An internal voltage generator 7 with suitable overvoltage protection is provided for the internal voltage supply of the monitoring electronics 1 . In normal operation, that is, below the reaching of a limit value of SSE to be monitored physical large, the internal voltage generator 7 is connected via the switch 12, the terminal 13, the consumer 5 corresponding never imped- ance formed on the positive pole of an external source of operating voltage Ub (+16. 32 V DC voltage) connected. This operating voltage source also serves to operate the analog display device 6 for the respective display of the actual value of the physical variable, in particular the temperature. In the normal operation shown in FIG. 1, the internal voltage supply from the external operating voltage source Ub takes place via the low-resistance consumer 5 , which is also arranged outside the monitoring electronics 1 , by means of the internal voltage generator connected via the changeover switch 12 , which also provides the necessary overvoltage protection for the devices of the surveillance electronics 1 , namely the two evaluation devices 3 , 8 , the semiconductor sensor 2 , the electronic switching device 4 and the measuring device 9 contains.

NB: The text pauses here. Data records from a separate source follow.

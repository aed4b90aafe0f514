use std::path::{Path, PathBuf};

use figment::{
    providers::{Env, Format, Json, Serialized},
    Figment,
};
use log::info;
use serde::{Deserialize, Serialize};

use crate::error::{OptimizeError, Result};

/// Integer weights of the soft-preference cost. Lower total is better.
#[derive(Debug, Clone, PartialEq, Eq, Serialize, Deserialize)]
#[serde(default)]
pub struct CostWeights {
    /// Per percentage point of a lesson outside the preferred cells.
    pub preference_miss: u64,
    /// Per lesson starting off the common start times.
    pub uncommon_start: u64,
    /// Per lesson minute before `avoidBefore`.
    pub early_minute: u64,
    /// Per lesson minute after `avoidAfter`.
    pub late_minute: u64,
    /// Per lesson on a requested free day.
    pub free_day_lesson: u64,
    /// Per day with at least one lesson.
    pub day_used: u64,
    /// Per idle minute between lessons of the same day.
    pub gap_minute: u64,
}

impl Default for CostWeights {
    fn default() -> Self {
        Self {
            preference_miss: 3,
            uncommon_start: 10,
            early_minute: 2,
            late_minute: 2,
            free_day_lesson: 500,
            day_used: 60,
            gap_minute: 1,
        }
    }
}

#[derive(Debug, Clone, PartialEq, Eq, Serialize, Deserialize)]
#[serde(default)]
pub struct SearchBudget {
    pub max_nodes: Option<u64>,
    pub time_limit_ms: Option<u64>,
}

impl Default for SearchBudget {
    fn default() -> Self {
        Self {
            max_nodes: None,
            time_limit_ms: Some(30_000),
        }
    }
}

impl SearchBudget {
    pub fn unlimited() -> Self {
        Self {
            max_nodes: None,
            time_limit_ms: None,
        }
    }
}

#[derive(Debug, Clone, Copy, Default, PartialEq, Eq, Serialize, Deserialize, clap::ValueEnum)]
#[serde(rename_all = "lowercase")]
pub enum Strategy {
    #[default]
    Sequential,
    Parallel,
}

/// Reachability rule between consecutive lessons in different venues.
#[derive(Debug, Clone, PartialEq, Serialize, Deserialize)]
#[serde(default)]
pub struct WalkingPolicy {
    pub enabled: bool,
    pub speed_m_per_min: f64,
    pub buffer_min: f64,
    /// Walks up to this long never constrain a pair.
    pub max_walk_min: f64,
    /// Retry without the rule when it makes the request infeasible.
    pub relax_when_infeasible: bool,
}

impl WalkingPolicy {
    /// Speed must be positive and finite; buffer and threshold non-negative.
    pub fn validate(&self) -> std::result::Result<(), OptimizeError> {
        if !(self.speed_m_per_min.is_finite() && self.speed_m_per_min > 0.0) {
            return Err(OptimizeError::invalid(format!(
                "walking speed must be a positive number, got {}",
                self.speed_m_per_min
            )));
        }
        if !(self.buffer_min.is_finite() && self.buffer_min >= 0.0) {
            return Err(OptimizeError::invalid(format!(
                "walking buffer must be zero or more minutes, got {}",
                self.buffer_min
            )));
        }
        if self.max_walk_min.is_nan() || self.max_walk_min < 0.0 {
            return Err(OptimizeError::invalid(format!(
                "maximum walk must be zero or more minutes, got {}",
                self.max_walk_min
            )));
        }
        Ok(())
    }
}

impl Default for WalkingPolicy {
    fn default() -> Self {
        Self {
            enabled: true,
            speed_m_per_min: 83.33,
            buffer_min: 2.0,
            max_walk_min: 10.0,
            relax_when_infeasible: true,
        }
    }
}

#[derive(Debug, Clone, Default, PartialEq, Serialize, Deserialize)]
#[serde(default)]
pub struct OptimizerConfig {
    pub weights: CostWeights,
    pub budget: SearchBudget,
    pub strategy: Strategy,
    pub walking: WalkingPolicy,
    pub venues_path: Option<PathBuf>,
}

impl OptimizerConfig {
    /// Defaults, then the optional JSON file, then `TIMETABLE_*` variables
    /// (`__` separates nested keys, e.g. `TIMETABLE_WEIGHTS__GAP_MINUTE=3`).
    pub fn figment(path: Option<&Path>) -> Figment {
        let mut figment = Figment::from(Serialized::defaults(OptimizerConfig::default()));
        if let Some(path) = path {
            figment = figment.merge(Json::file(path));
        }
        figment.merge(Env::prefixed("TIMETABLE_").split("__"))
    }

    pub fn load(path: Option<&Path>) -> Result<Self> {
        let config: OptimizerConfig = Self::figment(path).extract()?;
        config.validate()?;
        if let Some(path) = path {
            info!("Read config from {}", path.display());
        }
        Ok(config)
    }

    pub fn validate(&self) -> std::result::Result<(), OptimizeError> {
        self.walking.validate()
    }
}

#[cfg(test)]
mod tests {
    use super::*;
    use crate::error::AppError;
    use figment::Jail;

    #[test]
    fn defaults_match_documented_policy() {
        let config = OptimizerConfig::default();
        assert_eq!(config.weights.day_used, 60);
        assert_eq!(config.budget.time_limit_ms, Some(30_000));
        assert_eq!(config.strategy, Strategy::Sequential);
        assert!(config.walking.enabled);
    }

    #[test]
    fn file_and_env_layers_override_defaults() {
        Jail::expect_with(|jail| {
            jail.create_file(
                "optimizer.json",
                r#"{ "weights": { "gap_minute": 4 }, "strategy": "parallel" }"#,
            )?;
            jail.set_env("TIMETABLE_BUDGET__MAX_NODES", "5000");
            jail.set_env("TIMETABLE_WEIGHTS__DAY_USED", "90");

            let config: OptimizerConfig = OptimizerConfig::figment(Some(Path::new("optimizer.json"))).extract()?;
            assert_eq!(config.weights.gap_minute, 4);
            assert_eq!(config.weights.day_used, 90);
            assert_eq!(config.weights.free_day_lesson, 500);
            assert_eq!(config.strategy, Strategy::Parallel);
            assert_eq!(config.budget.max_nodes, Some(5000));
            assert_eq!(config.budget.time_limit_ms, Some(30_000));
            Ok(())
        });
    }

    #[test]
    fn zero_walking_speed_fails_to_load() {
        Jail::expect_with(|jail| {
            jail.set_env("TIMETABLE_WALKING__SPEED_M_PER_MIN", "0");
            match OptimizerConfig::load(None) {
                Err(AppError::Optimize(OptimizeError::InvalidInput(message))) => {
                    assert!(message.contains("speed"), "{message}")
                }
                other => panic!("expected invalid input, got {other:?}"),
            }
            Ok(())
        });
    }

    #[test]
    fn walking_policy_limits() {
        let with = |speed_m_per_min: f64, buffer_min: f64, max_walk_min: f64| WalkingPolicy {
            speed_m_per_min,
            buffer_min,
            max_walk_min,
            ..WalkingPolicy::default()
        };
        assert!(WalkingPolicy::default().validate().is_ok());
        assert!(with(83.33, 0.0, 0.0).validate().is_ok());
        assert!(with(83.33, 2.0, f64::INFINITY).validate().is_ok());
        assert!(with(-1.0, 2.0, 10.0).validate().is_err());
        assert!(with(f64::NAN, 2.0, 10.0).validate().is_err());
        assert!(with(f64::INFINITY, 2.0, 10.0).validate().is_err());
        assert!(with(83.33, -2.0, 10.0).validate().is_err());
        assert!(with(83.33, 2.0, f64::NAN).validate().is_err());
    }
}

When the physical quantity to be monitored, in particular a particular temperature, reaches a limit value and exceeds it, the evaluation device 3 , as already explained, sends an output signal which is evaluated as a switching signal by the switching device 4 . In the electronic switching device 4 , a circuit is closed, which is formed between ground potential M and the positive pole of the external operating voltage source Ub and contains the consumer 5 . For this purpose, the switching device 12 is also switched over by the measuring device 9 so that the switching contact shown schematically is at contact b, so that the consumer circuit for the consumer 5 is closed. In the consumer circuit can be provided by the switching device 4 , which surface can be a power transistor, with 24 be designated current limiting means. The consumer 5 , for example an incandescent lamp with a power of 2 W nominal load is brought to light ge. The clock of the measuring device 9 is then switched to the contact a, so that the consumer circuit is interrupted and the internal voltage generator 7 for the internal voltage supply to the monitoring electronics 1 via the low-resistance consumer 5 is again connected to the external operating voltage source Ub. The Umschaltein device 12 and the measuring device 9 coupled therewith are also electronic devices. In the embodiment shown in FIG. 1, operation of the switching means position 12 (switching contact at a) operates the switching means 12 as an input stage for the internal power supply and the resistors ren operating position (switch contact b on contact) affects the switching device 12 to the switching input device 4 as Output stage for the power supply to the consumer 5 . Both functions are performed via egg NEN port 13 , which consists of a contact pin 18 and a corresponding socket 20 . The forwarding of the analog signal generated in the monitoring electronics 1 , which is proportional to the actual value of the size to be monitored, is forwarded to the analog display device 6 via the connection 14 , which consists of the contact pin 19 and the corresponding socket 21 .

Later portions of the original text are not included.